*Your instructions*
Please return every line in the following data that includes the string "frame".

*Information given*
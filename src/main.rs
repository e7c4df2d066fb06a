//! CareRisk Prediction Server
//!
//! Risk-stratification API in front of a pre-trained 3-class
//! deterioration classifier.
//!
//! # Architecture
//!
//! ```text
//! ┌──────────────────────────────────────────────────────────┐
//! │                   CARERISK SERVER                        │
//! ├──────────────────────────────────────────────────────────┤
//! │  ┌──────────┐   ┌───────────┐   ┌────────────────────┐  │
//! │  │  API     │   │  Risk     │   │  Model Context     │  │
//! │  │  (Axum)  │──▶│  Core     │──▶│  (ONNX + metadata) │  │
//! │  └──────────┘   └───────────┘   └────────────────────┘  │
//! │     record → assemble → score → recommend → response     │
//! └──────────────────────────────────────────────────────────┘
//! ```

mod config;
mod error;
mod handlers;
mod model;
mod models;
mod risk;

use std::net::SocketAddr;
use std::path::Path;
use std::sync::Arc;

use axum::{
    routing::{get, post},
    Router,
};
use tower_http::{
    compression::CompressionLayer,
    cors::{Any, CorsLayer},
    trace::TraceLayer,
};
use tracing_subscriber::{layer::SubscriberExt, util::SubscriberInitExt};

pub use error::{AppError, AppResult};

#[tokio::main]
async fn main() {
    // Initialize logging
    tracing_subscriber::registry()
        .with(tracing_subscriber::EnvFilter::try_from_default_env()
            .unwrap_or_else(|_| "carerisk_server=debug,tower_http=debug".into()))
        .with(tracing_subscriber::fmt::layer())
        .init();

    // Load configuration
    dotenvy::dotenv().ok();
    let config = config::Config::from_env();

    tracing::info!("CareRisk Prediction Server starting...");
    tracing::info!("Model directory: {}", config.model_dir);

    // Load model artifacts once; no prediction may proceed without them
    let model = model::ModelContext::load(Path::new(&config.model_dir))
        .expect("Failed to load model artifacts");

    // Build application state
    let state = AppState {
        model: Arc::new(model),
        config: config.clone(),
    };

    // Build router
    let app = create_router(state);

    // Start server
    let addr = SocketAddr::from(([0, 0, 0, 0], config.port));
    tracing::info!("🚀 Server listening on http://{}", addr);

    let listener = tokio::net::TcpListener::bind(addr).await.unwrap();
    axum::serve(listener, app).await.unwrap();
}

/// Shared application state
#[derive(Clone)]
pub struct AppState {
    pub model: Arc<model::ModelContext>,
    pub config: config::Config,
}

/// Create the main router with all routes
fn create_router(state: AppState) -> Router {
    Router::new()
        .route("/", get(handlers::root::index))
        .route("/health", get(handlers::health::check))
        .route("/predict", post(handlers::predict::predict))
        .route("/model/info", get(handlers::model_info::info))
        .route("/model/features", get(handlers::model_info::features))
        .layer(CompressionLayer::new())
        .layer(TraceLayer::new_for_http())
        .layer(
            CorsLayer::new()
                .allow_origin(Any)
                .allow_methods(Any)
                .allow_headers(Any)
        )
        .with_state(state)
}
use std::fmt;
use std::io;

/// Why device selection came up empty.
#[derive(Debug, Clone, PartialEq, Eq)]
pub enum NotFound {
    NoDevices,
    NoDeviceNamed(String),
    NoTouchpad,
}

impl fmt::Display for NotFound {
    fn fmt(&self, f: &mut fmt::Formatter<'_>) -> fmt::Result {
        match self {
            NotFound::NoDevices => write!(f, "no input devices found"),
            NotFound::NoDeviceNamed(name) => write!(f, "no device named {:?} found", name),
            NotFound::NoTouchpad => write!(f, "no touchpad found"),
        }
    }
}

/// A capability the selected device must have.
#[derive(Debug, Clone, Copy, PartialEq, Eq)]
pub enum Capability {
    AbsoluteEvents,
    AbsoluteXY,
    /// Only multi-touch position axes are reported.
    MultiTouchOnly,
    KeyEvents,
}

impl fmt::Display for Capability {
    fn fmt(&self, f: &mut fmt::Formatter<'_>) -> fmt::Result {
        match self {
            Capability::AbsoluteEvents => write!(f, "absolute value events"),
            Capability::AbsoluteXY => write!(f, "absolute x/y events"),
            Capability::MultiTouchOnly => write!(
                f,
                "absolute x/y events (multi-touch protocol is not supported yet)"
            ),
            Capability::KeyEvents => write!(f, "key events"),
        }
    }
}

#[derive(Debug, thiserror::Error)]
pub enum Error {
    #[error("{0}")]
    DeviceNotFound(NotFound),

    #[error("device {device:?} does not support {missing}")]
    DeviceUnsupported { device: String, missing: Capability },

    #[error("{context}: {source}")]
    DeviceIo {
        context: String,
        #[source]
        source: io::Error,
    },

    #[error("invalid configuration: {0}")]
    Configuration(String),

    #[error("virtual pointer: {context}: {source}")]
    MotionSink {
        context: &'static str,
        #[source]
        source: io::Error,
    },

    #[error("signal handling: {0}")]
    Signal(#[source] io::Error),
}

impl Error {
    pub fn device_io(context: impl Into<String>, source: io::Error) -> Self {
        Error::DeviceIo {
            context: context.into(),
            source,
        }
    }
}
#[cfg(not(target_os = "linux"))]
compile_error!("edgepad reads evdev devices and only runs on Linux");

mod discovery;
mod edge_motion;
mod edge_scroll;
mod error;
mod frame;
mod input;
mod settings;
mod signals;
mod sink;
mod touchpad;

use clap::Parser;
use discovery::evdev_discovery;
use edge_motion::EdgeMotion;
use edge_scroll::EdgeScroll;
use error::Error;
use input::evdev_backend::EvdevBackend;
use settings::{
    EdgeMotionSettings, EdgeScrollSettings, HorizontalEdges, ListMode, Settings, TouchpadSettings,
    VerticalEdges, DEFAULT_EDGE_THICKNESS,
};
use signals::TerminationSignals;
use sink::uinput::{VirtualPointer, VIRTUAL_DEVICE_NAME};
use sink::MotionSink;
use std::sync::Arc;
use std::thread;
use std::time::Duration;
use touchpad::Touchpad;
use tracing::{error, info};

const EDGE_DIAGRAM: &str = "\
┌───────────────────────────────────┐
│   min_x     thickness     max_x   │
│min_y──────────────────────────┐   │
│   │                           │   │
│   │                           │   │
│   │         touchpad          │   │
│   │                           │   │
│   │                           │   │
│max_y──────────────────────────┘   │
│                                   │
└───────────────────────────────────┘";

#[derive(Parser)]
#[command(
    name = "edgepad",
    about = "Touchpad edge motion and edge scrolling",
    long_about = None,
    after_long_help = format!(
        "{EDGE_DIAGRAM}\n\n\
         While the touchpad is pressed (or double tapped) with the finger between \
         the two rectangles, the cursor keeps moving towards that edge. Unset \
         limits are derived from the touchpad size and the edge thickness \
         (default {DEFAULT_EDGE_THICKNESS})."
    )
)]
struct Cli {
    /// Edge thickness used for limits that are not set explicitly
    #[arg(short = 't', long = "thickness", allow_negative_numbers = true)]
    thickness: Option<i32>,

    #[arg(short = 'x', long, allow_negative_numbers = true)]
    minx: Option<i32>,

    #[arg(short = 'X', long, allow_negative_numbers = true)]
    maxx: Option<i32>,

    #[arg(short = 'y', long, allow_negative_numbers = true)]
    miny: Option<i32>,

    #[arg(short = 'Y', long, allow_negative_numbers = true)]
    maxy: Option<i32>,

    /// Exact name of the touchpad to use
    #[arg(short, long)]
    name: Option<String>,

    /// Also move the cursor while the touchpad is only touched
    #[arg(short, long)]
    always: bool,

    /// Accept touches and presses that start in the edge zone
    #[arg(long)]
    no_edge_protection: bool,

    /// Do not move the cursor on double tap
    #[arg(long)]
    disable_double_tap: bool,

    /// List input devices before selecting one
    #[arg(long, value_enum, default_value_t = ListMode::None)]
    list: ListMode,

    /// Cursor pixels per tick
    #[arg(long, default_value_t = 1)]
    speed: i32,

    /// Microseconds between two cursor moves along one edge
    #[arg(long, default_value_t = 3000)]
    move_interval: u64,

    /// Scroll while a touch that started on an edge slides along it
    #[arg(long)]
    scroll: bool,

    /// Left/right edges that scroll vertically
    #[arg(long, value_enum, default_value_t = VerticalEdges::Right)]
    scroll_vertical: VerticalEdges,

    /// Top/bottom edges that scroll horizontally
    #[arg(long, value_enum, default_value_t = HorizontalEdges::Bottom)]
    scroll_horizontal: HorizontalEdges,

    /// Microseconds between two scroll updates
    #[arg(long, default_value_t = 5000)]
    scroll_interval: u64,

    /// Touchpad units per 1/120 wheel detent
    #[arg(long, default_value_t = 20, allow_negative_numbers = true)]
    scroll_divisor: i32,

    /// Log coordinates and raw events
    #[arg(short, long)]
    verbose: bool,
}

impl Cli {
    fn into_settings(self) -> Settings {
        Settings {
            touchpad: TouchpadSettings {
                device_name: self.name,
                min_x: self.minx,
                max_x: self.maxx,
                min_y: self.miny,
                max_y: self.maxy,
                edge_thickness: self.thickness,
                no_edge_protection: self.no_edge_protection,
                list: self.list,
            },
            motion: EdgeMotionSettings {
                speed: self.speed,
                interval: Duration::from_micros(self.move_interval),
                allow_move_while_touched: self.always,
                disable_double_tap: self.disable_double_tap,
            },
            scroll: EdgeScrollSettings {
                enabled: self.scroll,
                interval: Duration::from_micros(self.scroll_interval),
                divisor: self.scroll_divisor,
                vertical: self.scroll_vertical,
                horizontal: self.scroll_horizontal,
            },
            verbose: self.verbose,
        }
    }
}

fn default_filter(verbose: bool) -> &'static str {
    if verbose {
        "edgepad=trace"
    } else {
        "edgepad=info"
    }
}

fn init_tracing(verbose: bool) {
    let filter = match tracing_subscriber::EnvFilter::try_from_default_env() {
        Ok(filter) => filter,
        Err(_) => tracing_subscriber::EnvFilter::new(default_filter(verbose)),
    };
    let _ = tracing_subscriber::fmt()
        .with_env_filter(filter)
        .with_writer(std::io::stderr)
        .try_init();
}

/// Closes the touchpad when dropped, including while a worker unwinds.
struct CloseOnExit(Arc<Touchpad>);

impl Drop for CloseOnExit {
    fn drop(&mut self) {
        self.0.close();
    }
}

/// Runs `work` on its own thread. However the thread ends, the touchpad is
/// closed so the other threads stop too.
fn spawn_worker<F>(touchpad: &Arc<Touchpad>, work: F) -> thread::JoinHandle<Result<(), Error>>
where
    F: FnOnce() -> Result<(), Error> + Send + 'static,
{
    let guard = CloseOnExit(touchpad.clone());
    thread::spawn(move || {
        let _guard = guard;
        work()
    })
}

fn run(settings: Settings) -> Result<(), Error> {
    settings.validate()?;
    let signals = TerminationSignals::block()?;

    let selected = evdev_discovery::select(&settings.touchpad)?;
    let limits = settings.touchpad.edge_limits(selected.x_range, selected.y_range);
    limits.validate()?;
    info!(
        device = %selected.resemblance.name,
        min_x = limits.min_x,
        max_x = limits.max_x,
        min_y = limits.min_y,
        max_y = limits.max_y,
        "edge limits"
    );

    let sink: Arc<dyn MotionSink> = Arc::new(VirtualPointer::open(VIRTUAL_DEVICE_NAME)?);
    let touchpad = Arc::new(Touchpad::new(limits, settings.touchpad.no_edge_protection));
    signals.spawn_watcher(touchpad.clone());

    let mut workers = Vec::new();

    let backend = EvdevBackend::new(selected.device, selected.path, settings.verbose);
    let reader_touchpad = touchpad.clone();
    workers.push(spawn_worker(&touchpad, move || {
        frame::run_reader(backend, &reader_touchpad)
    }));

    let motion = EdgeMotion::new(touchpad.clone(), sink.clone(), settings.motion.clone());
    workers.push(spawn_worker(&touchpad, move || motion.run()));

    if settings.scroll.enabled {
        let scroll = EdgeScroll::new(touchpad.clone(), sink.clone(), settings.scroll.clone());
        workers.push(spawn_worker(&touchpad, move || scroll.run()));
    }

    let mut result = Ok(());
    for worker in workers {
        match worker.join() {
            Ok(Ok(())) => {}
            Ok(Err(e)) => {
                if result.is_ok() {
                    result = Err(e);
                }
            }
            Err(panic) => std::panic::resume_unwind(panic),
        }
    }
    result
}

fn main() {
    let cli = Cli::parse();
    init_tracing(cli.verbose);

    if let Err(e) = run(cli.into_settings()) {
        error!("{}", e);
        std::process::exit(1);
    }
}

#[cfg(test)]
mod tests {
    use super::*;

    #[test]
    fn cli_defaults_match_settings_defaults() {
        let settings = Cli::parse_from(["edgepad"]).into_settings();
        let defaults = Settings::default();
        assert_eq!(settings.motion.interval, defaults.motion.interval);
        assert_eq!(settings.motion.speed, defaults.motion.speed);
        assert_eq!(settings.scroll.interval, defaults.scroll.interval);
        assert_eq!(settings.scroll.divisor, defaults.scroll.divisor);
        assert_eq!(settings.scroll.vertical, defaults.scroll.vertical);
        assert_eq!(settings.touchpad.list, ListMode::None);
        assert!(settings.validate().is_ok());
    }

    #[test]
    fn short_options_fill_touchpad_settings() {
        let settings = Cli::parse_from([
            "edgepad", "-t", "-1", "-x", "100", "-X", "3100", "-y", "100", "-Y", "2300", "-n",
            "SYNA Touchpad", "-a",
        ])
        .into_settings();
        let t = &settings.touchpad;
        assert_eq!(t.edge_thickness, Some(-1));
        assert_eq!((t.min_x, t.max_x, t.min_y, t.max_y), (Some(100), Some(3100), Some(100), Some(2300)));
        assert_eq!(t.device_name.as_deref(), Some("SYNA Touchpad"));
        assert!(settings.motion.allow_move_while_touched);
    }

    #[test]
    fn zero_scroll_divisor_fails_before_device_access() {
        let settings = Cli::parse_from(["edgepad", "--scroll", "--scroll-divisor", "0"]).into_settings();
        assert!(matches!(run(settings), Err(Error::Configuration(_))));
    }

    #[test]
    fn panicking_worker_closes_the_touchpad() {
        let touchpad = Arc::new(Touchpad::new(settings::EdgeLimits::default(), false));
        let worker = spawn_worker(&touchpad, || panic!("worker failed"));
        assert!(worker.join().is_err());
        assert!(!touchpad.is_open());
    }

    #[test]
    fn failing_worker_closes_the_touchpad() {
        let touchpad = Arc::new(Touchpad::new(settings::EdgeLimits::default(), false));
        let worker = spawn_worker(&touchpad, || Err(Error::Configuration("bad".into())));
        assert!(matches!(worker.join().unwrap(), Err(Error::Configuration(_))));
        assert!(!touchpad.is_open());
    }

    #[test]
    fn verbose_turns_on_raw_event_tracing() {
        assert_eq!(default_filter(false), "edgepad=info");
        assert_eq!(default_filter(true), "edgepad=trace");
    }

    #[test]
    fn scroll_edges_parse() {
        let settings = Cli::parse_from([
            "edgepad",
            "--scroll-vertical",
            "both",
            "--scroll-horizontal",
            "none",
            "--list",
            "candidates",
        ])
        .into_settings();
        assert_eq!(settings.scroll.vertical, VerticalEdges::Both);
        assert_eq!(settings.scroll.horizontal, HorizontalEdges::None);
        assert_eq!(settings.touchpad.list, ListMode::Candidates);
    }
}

*Result of this exercise*
mod frame;
        frame::run_reader(backend, &reader_touchpad)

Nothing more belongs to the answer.